Updated

An off-duty police officer who answered a neighbor's request for help in a domestic dispute was shot and killed Wednesday in Maryland, officials said.

The suspect in the officer's shooting was later shot and killed by police after a chase.

Prince George's County police Chief Hank Stawinski said Officer Mujahid Ramzziddin was confronted by a man with a shotgun when he left his home in suburban Maryland to help a woman who lived a few doors away and knew Ramzziddin was a police officer.

"He stood his ground," Stawinski said at a press conference. "He saved her life by giving his own."

The man who shot Ramzziddin, identified by police as Glenn Tyndell, 37 of Brandywine, then fled the scene in a vehicle. Stawinski said the chase carried briefly into neighboring Charles County, and ended when the suspect was shot and killed by two Prince George's County officers.

State Route 210, a major highway in southern Maryland connecting Prince George's and Charles counties, was closed for several hours Wednesday near the scene of where the suspect was shot and killed, several miles (kilometers) from where Ramzziddin was shot.

Stawinski said the initial shooting occurred about 10:30 a.m. Wednesday in the Brandywine area, about 15 miles (25 kilometers) south of the nation's capital.

Ramzziddin, a married father of four, had been with the department for 13 years, and in 2006 received a Valor Award from the department, Stawinski said.

"Today was not the first time he demonstrated his heroism," Stawinski said.

The man who shot Ramzziddin had a history of domestic incidents, Stawinski said.

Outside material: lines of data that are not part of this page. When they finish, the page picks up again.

//! Explicit process environment.
//!
//! Service-manager calls and environment probes take a [`ProcessEnv`] value
//! instead of reading `std::env` themselves, so tests can describe a headless
//! Linux box or an SSH session without touching the real environment.

use std::collections::BTreeMap;

#[derive(Debug, Clone, PartialEq, Eq)]
pub struct ProcessEnv {
    vars: BTreeMap<String, String>,
    os: String,
}

impl ProcessEnv {
    /// Snapshot of the current process environment.
    pub fn capture() -> Self {
        Self {
            vars: std::env::vars().collect(),
            os: std::env::consts::OS.to_string(),
        }
    }

    pub fn from_pairs<K, V>(os: &str, pairs: impl IntoIterator<Item = (K, V)>) -> Self
    where
        K: Into<String>,
        V: Into<String>,
    {
        Self {
            vars: pairs
                .into_iter()
                .map(|(k, v)| (k.into(), v.into()))
                .collect(),
            os: os.to_string(),
        }
    }

    /// Value of `key`, treating empty strings as unset.
    pub fn get(&self, key: &str) -> Option<&str> {
        self.vars
            .get(key)
            .map(String::as_str)
            .filter(|v| !v.is_empty())
    }

    pub fn has(&self, key: &str) -> bool {
        self.get(key).is_some()
    }

    /// Every variable, for handing to a child process.
    pub fn vars(&self) -> impl Iterator<Item = (&str, &str)> {
        self.vars.iter().map(|(k, v)| (k.as_str(), v.as_str()))
    }

    /// Search `PATH` for an executable named `name`.
    pub fn which(&self, name: &str) -> Option<std::path::PathBuf> {
        let path = self.get("PATH")?;
        std::env::split_paths(path)
            .map(|dir| dir.join(name))
            .find(|candidate| candidate.is_file())
    }

    pub fn os(&self) -> &str {
        &self.os
    }

    pub fn is_macos(&self) -> bool {
        self.os == "macos"
    }

    pub fn is_linux(&self) -> bool {
        self.os == "linux"
    }

    pub fn is_root(&self) -> bool {
        self.user() == Some("root")
    }

    /// Login name of the invoking user.
    pub fn user(&self) -> Option<&str> {
        self.get("USER").or_else(|| self.get("LOGNAME"))
    }

    /// Remote or headless session: the user cannot see a browser opened here.
    pub fn is_remote(&self) -> bool {
        const REMOTE_MARKERS: [&str; 5] = [
            "SSH_CLIENT",
            "SSH_TTY",
            "SSH_CONNECTION",
            "REMOTE_CONTAINERS",
            "CODESPACES",
        ];
        if REMOTE_MARKERS.iter().any(|key| self.has(key)) {
            return true;
        }
        self.is_linux() && !self.has("DISPLAY") && !self.has("WAYLAND_DISPLAY")
    }

    /// A local browser can be opened from this session.
    pub fn can_open_browser(&self) -> bool {
        !self.is_remote() && matches!(self.os.as_str(), "macos" | "windows" | "linux")
    }
}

Police later said he had three open warrants for assault, and court records list multiple civil and criminal complaints against him dating back to 2010. Many of them were ultimately dismissed.

The Bureau of Alcohol, Tobacco, Firearms and Explosives is conducting its own investigation, but Stawinski said he has reason to believe that those domestic incidents should have barred the suspect from legally owning a firearm.

Prince George's County Executive Rushern Baker said his sadness over Ramzziddin's death is mixed with pride for his willingness to help a member of the community.

"He didn't have to answer the door," Baker said. "He didn't have to walk out that door."